Sin acabar el recorrido en el que coseché esa primera multa me prometí que jamás me volvería a ocurrir y que siempre me detendría ante un Stop. Un tiempo después maticé esta exigencia para conmigo mismo tras comprobar que detenerse ante algunos Stop cuando se cambia de dirección a la derecha suponía un alto riesgo de alcance por parte de otro conductor que pudiera seguirme pues en vías urbanas hay muchas intersecciones así señalizadas pero con buena visibilidad y muchos conductores tienen el peligroso vicio de observar a la izquierda antes de comprobar que quien les precede se va a detener, de modo que si ven que nadie se acerca por el lado izquierdo de la otra vía comienzan a acelerar con la cabeza aún girada hacia ese lado y cuando por fin la vuelven para mirar hacia donde van se encuentran con un coche detenido a muy corta distancia y ya no pueden parar. Cuando observo ese riesgo y estoy en cabeza evito detenerme por completo. Entre la salud y la norma elegiré siempre la primera, lo siento.
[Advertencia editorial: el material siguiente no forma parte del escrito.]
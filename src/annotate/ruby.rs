//! Stage 2: ruby wrapping.

use super::{KANA_CLASS, KANJI_CLASS};
use log::debug;
use regex::Regex;
use std::sync::LazyLock;

/// Pass cap used by [`wrap_ruby`].
pub const DEFAULT_MAX_RUBY_PASSES: usize = 3;

/// A kanji run followed by a parenthesized kana run, either bracket style.
static RE_RUBY: LazyLock<Regex> = LazyLock::new(|| {
    Regex::new(&format!(
        r"([{KANJI_CLASS}]+)[（(]([{KANA_CLASS}]+)[）)]"
    ))
    .unwrap()
});

const RUBY_REPLACEMENT: &str = "<ruby>${1}<rt>${2}</rt></ruby>";

/// Wraps every `漢字(かんじ)` pair in `<ruby>` markup.
pub fn wrap_ruby(input: &str) -> String {
    wrap_ruby_with_cap(input, DEFAULT_MAX_RUBY_PASSES)
}

/// Wraps ruby pairs, rescanning until a pass changes nothing or `max_passes`
/// passes have run.
///
/// Inserted markup contains no ideograph, so the interior of a `<ruby>` span
/// is never matched again and the result is idempotent. Pairs still unwrapped
/// when the cap is reached are left as literal text.
pub fn wrap_ruby_with_cap(input: &str, max_passes: usize) -> String {
    let mut current = input.to_string();
    let mut total = 0;

    for _ in 0..max_passes.max(1) {
        let found = RE_RUBY.find_iter(&current).count();
        if found == 0 {
            break;
        }
        total += found;
        current = RE_RUBY
            .replace_all(&current, RUBY_REPLACEMENT)
            .into_owned();
    }

    if total > 0 {
        debug!("ruby: wrapped {} kanji runs", total);
    }

    current
}
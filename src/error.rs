//! Error types for rubify library.

use std::io;
use thiserror::Error;

/// Result type alias for rubify operations.
pub type Result<T> = std::result::Result<T, Error>;

/// Main error type for rubify library.
#[derive(Error, Debug)]
pub enum Error {
    /// I/O error while reading the source text or writing the HTML document.
    #[error("I/O error: {0}")]
    Io(#[from] io::Error),

    /// The source text is not valid UTF-8.
    #[error("Text encoding error: {0}")]
    Encoding(String),
}

impl From<std::string::FromUtf8Error> for Error {
    fn from(err: std::string::FromUtf8Error) -> Self {
        Error::Encoding(err.to_string())
    }
}

impl From<std::str::Utf8Error> for Error {
    fn from(err: std::str::Utf8Error) -> Self {
        Error::Encoding(err.to_string())
    }
}

#[cfg(test)]
mod tests {
    use super::*;

    #[test]
    fn test_invalid_utf8_maps_to_encoding() {
        let err: Error = String::from_utf8(vec![0xE3, 0x81]).unwrap_err().into();
        assert!(matches!(err, Error::Encoding(_)));
        assert!(err.to_string().starts_with("Text encoding error"));
    }

    #[test]
    fn test_io_error_message() {
        let err: Error = io::Error::new(io::ErrorKind::NotFound, "b1.txt").into();
        assert_eq!(err.to_string(), "I/O error: b1.txt");
    }
}
//! Async API for non-blocking document conversion.
//!
//! Enable the `async` feature to use these APIs:
//!
//! ```toml
//! [dependencies]
//! rubify = { version = "0.1", features = ["async"] }
//! ```

use crate::error::{Error, Result};
use crate::render::ConvertOptions;
use std::path::Path;
use tokio::fs;
use tokio::io::{AsyncRead, AsyncReadExt};

/// Asynchronously reads a UTF-8 source document.
pub async fn read_source(path: impl AsRef<Path>) -> Result<String> {
    let data = fs::read(path).await?;
    Ok(String::from_utf8(data)?)
}

/// Asynchronously reads a UTF-8 source document from an async reader.
pub async fn read_source_from<R: AsyncRead + Unpin>(mut reader: R) -> Result<String> {
    let mut data = Vec::new();
    reader.read_to_end(&mut data).await?;
    Ok(String::from_utf8(data)?)
}

/// Renders source text to HTML on the blocking thread pool.
pub async fn render_html(text: String, options: &ConvertOptions) -> Result<String> {
    let options = options.clone();
    tokio::task::spawn_blocking(move || crate::render::render_html(&text, &options))
        .await
        .map_err(|e| Error::Io(std::io::Error::other(e.to_string())))
}

/// Asynchronously converts a source file to an HTML file.
///
/// # Example
///
/// ```no_run
/// # async fn example() -> rubify::Result<()> {
/// rubify::async_api::convert_file("b1.txt", "b1_furigana.html").await?;
/// # Ok(())
/// # }
/// ```
pub async fn convert_file(input: impl AsRef<Path>, output: impl AsRef<Path>) -> Result<()> {
    convert_file_with_options(input, output, &ConvertOptions::default()).await
}

/// Asynchronously converts a source file to an HTML file with custom options.
pub async fn convert_file_with_options(
    input: impl AsRef<Path>,
    output: impl AsRef<Path>,
    options: &ConvertOptions,
) -> Result<()> {
    let text = read_source(input).await?;
    let html = render_html(text, options).await?;
    fs::write(output, html).await?;
    Ok(())
}

#[cfg(test)]
mod tests {
    use super::*;

    #[tokio::test]
    async fn test_async_convert_file() {
        let dir = tempfile::tempdir().unwrap();
        let input = dir.path().join("b1.txt");
        let output = dir.path().join("b1_furigana.html");
        std::fs::write(&input, "思\n（おも）いますか？").unwrap();

        convert_file(&input, &output).await.unwrap();

        let html = std::fs::read_to_string(&output).unwrap();
        assert!(html.contains("<ruby>思<rt>おも</rt></ruby>いますか？"));
    }

    #[tokio::test]
    async fn test_async_missing_input() {
        let dir = tempfile::tempdir().unwrap();
        let result = read_source(dir.path().join("missing.txt")).await;
        assert!(matches!(result, Err(Error::Io(_))));
    }

    #[tokio::test]
    async fn test_async_reader() {
        let text = read_source_from("漢字(かんじ)".as_bytes()).await.unwrap();
        assert_eq!(text, "漢字(かんじ)");
    }
}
¡Cuidado! Un detalle muy importante que suele pasar inadvertido. |
En vías interurbanas, sin embargo, me detengo de forma rigurosa absolutamente siempre. De acuerdo, el peligro mencionado en el párrafo anterior también puede darse, pero hasta ahora (toco madera) siempre he logrado evitarlo anticipando más la detención y haciéndoselo saber con más antelación a quien me siga. ¿Por qué tanto rigor? Porque la velocidad de paso de quienes circulan con preferencia por la vía transversal es mucho más alta, no pocas veces igual a la máxima permitida y en ocasiones más. Si cometo un error por no hacer una observación perfecta estando completamente quieto las consecuencias pueden ser terribles. Hay cosas en las que uno nunca se puede equivocar, lo que se puede lograr actuando a conciencia con ciertos protocolos que uno mismo se imponga.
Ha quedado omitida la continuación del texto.